GA expansion does, however, lead to dense scotomas over the area of atrophy15 which can influence activities of daily living, especially reading, independent of central visual acuity. For example, maximum reading rate in AMD patients with GA is highly correlated with the size of the atrophic area, regardless of whether GA is fovea-involving or not.16
These data were the basis for discussions with the FDA in 2006, leading to the First Open Symposium on Endpoints and Clinical Trial Strategies jointly held between the National Eye Institute (NEI) and the FDA.17 At that meeting, representatives from both of these federal agencies as well as officials from the Centers for Medicare and Medicaid Services (CMS), university scientists and clinicians, and others discussed, among other topics, how best to evaluate new treatments for AMD.17 Several presentations at the symposium detailed the impact of expanding GA area on various measures of visual function. Participants also reviewed data demonstrating that both color fundus photography18 and fundus autofluorescence19 imaging can be used to reliably quantify the area of absolute scotoma associated with GA lesions. After extensive discussions, the FDA agreed that an acceptable clinical endpoint for GA could be the rate or extent of anatomic progression of GA in treatment and placebo groups. There was an explicit understanding that this difference would represent a clinically relevant outcome even without documentation of a vision function difference. During the clinical endpoints workshop/symposium, the FDA’s Supervisory Medical Director for Ophthalmology specifically stated that “the FDA would consider [a range of different] endpoints for clinical trials, but the trial sponsor would have to justify the clinical relevance of the new endpoints.”17
Although change in visual acuity is often the primary endpoint in clinical trials for new retinal drug applications, approval of a drug based solely on anatomic outcomes is not unprecedented. For example, trials of the ganciclovir implant for cytomegalovirus (CMV) retinitis did not require visual acuity endpoints, since prior data well demonstrated that expansion of CMV retinitis results in significant vision loss.20 Thus, slowing of the time to retinitis progression from 15 days to 226 days by the ganciclovir implant was viewed as a clinically important outcome.21 Similarly, approval of ranibizumab for the treatment of diabetic retinopathy (DR)22 did not require proof of direct visual acuity benefit. Ranibizumab demonstrated a two or three step reduction in diabetic retinopathy severity score (DRSS) of 23% and 14%, respectively, over 24 months.23 As severity of DRSS correlates with future risk for severe vision loss24, this treatment effect also was believed to represent a clinically relevant outcome.

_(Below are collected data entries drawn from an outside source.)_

//! Parallel design value computation across stations.
//!
//! Each station/variable series is an independent job: the runner fans jobs
//! out over a fixed-size thread pool, collects the outcomes over a channel
//! and hands them back in the relative order of the input. A failing station
//! only affects its own outcome.

use std::sync::Arc;
use std::sync::mpsc;

use threadpool::ThreadPool;
use tracing::{info, warn};

use crate::cache::ParameterCache;
use crate::config::DesignValueConfig;
use crate::error::Result;
use crate::estimator::DesignValueEstimator;
use crate::model::{AnnualMaximaSeries, DesignValue, SeriesKey};

// ---------------------------------------------------------------------------
// Jobs and outcomes
// ---------------------------------------------------------------------------

/// One series to evaluate.
#[derive(Debug, Clone)]
pub struct StationSeries {
    pub key: SeriesKey,
    pub series: AnnualMaximaSeries,
}

/// Design values for one series, or the error that stopped it.
#[derive(Debug, Clone)]
pub struct StationOutcome {
    pub key: SeriesKey,
    pub result: Result<Vec<DesignValue>>,
}

// ---------------------------------------------------------------------------
// Runner
// ---------------------------------------------------------------------------

pub struct BatchRunner {
    estimator: DesignValueEstimator,
    workers: usize,
    cache: Option<Arc<ParameterCache>>,
    return_periods: Vec<f64>,
}

impl BatchRunner {
    /// Zero workers is treated as one.
    pub fn new(estimator: DesignValueEstimator, workers: usize) -> Self {
        Self {
            estimator,
            workers: workers.max(1),
            cache: None,
            return_periods: Vec::new(),
        }
    }

    /// Runner using the estimator, worker count and return periods from
    /// configuration.
    pub fn from_config(config: &DesignValueConfig) -> Self {
        Self::new(config.estimator(), config.batch.workers)
            .with_return_periods(config.analysis.return_periods.clone())
    }

    /// Return periods evaluated by `run_configured`.
    pub fn with_return_periods(mut self, return_periods: Vec<f64>) -> Self {
        self.return_periods = return_periods;
        self
    }

    /// Reuse parameters across runs for keys already fitted.
    pub fn with_cache(mut self, cache: Arc<ParameterCache>) -> Self {
        self.cache = Some(cache);
        self
    }

    pub fn workers(&self) -> usize {
        self.workers
    }

    pub fn return_periods(&self) -> &[f64] {
        &self.return_periods
    }

    /// Runs `jobs` against the runner's own return periods.
    pub fn run_configured(&self, jobs: Vec<StationSeries>) -> Vec<StationOutcome> {
        self.run(jobs, &self.return_periods)
    }

    /// Evaluates every return period for every job.
    ///
    /// Outcomes keep the relative order of `jobs`. A job whose worker
    /// panicked has no outcome, so positions shift after it; match outcomes
    /// to jobs by `key` rather than by index.
    pub fn run(&self, jobs: Vec<StationSeries>, return_periods: &[f64]) -> Vec<StationOutcome> {
        let total = jobs.len();
        if total == 0 {
            return Vec::new();
        }

        info!(stations = total, workers = self.workers, "Starting design value batch");

        let pool = ThreadPool::new(self.workers.min(total));
        let (tx, rx) = mpsc::channel();
        let return_periods: Arc<[f64]> = Arc::from(return_periods);

        for (index, job) in jobs.into_iter().enumerate() {
            let tx = tx.clone();
            let estimator = self.estimator;
            let cache = self.cache.clone();
            let return_periods = Arc::clone(&return_periods);

            pool.execute(move || {
                let result = evaluate(&job, &estimator, cache.as_deref(), &return_periods);
                // The receiver outlives the pool; a send error means run() panicked.
                let _ = tx.send((index, StationOutcome { key: job.key, result }));
            });
        }
        drop(tx);

        let received = rx.into_iter().inspect(|(_, outcome)| {
            if let Err(e) = &outcome.result {
                warn!(series = %outcome.key, error = %e, "Station failed");
            }
        });
        let outcomes = collect_in_order(total, received);
        pool.join();

        if outcomes.len() < total {
            warn!(
                missing = total - outcomes.len(),
                "Some batch jobs did not report (worker panic)"
            );
        }

        let failed = outcomes.iter().filter(|o| o.result.is_err()).count();
        info!(
            stations = outcomes.len(),
            failed,
            "Design value batch complete"
        );
        outcomes
    }
}

/// Puts `(index, outcome)` pairs back into index order. Indices that never
/// arrive are skipped, not filled.
fn collect_in_order(
    total: usize,
    received: impl IntoIterator<Item = (usize, StationOutcome)>,
) -> Vec<StationOutcome> {
    let mut slots: Vec<Option<StationOutcome>> = (0..total).map(|_| None).collect();
    for (index, outcome) in received {
        if let Some(slot) = slots.get_mut(index) {
            *slot = Some(outcome);
        }
    }
    slots.into_iter().flatten().collect()
}

fn evaluate(
    job: &StationSeries,
    estimator: &DesignValueEstimator,
    cache: Option<&ParameterCache>,
    return_periods: &[f64],
) -> Result<Vec<DesignValue>> {
    let parameters = match cache {
        Some(cache) => cache.get_or_fit(&job.key, &job.series, estimator)?,
        None => estimator.fit(&job.series)?,
    };

    return_periods
        .iter()
        .map(|&years| estimator.design_value(&parameters, years))
        .collect()
}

Discrepancy Between GA Expansion and Functional Outcomes in the Pegcetacoplan Trials
The pegcetacoplan trial results provide an opportunity to test the assumption that slowing GA progression leads to clinically relevant results related to visual function. While the 24 month results from the OAKS and DERBY trials demonstrated an approximately 20% reduction in GA expansion rate in subjects receiving pegcetacoplan, mean visual acuity loss was 7.0, 7.9 and 8.8 letters in the sham, monthly, and every-other-month groups, respectively.25 Given that 31% of patients with GA and good vision demonstrate a 15-letter acuity loss over 24 months26, it was somewhat surprising that neither trial demonstrated any benefit in numerous pre-specified primary or secondary vision/functional outcomes, including the Functional Reading Independence Index and the mean threshold sensitivity on microperimetry. Most surprising was that pegcetacoplan also had no effect on maximum reading speed, a key functional indicator that typically tracks with GA size.25. A similar lack of benefit in pre-specified secondary visual (functional) outcomes was noted in the avacincaptad phase 3 clinical trial results, including standard and low-luminance VA.5,6
What are the possible explanations for the discrepancy between the reduction in GA growth and lack of any vision function benefit, especially reading speed? Several studies suggest that the location of GA may be as important or more important to reading speed as size of the scotoma.16,27 For example, scotomas from GA above fixation correlate with faster reading rates while scotomas to the left of fixation correspond to slower reading speeds (for English).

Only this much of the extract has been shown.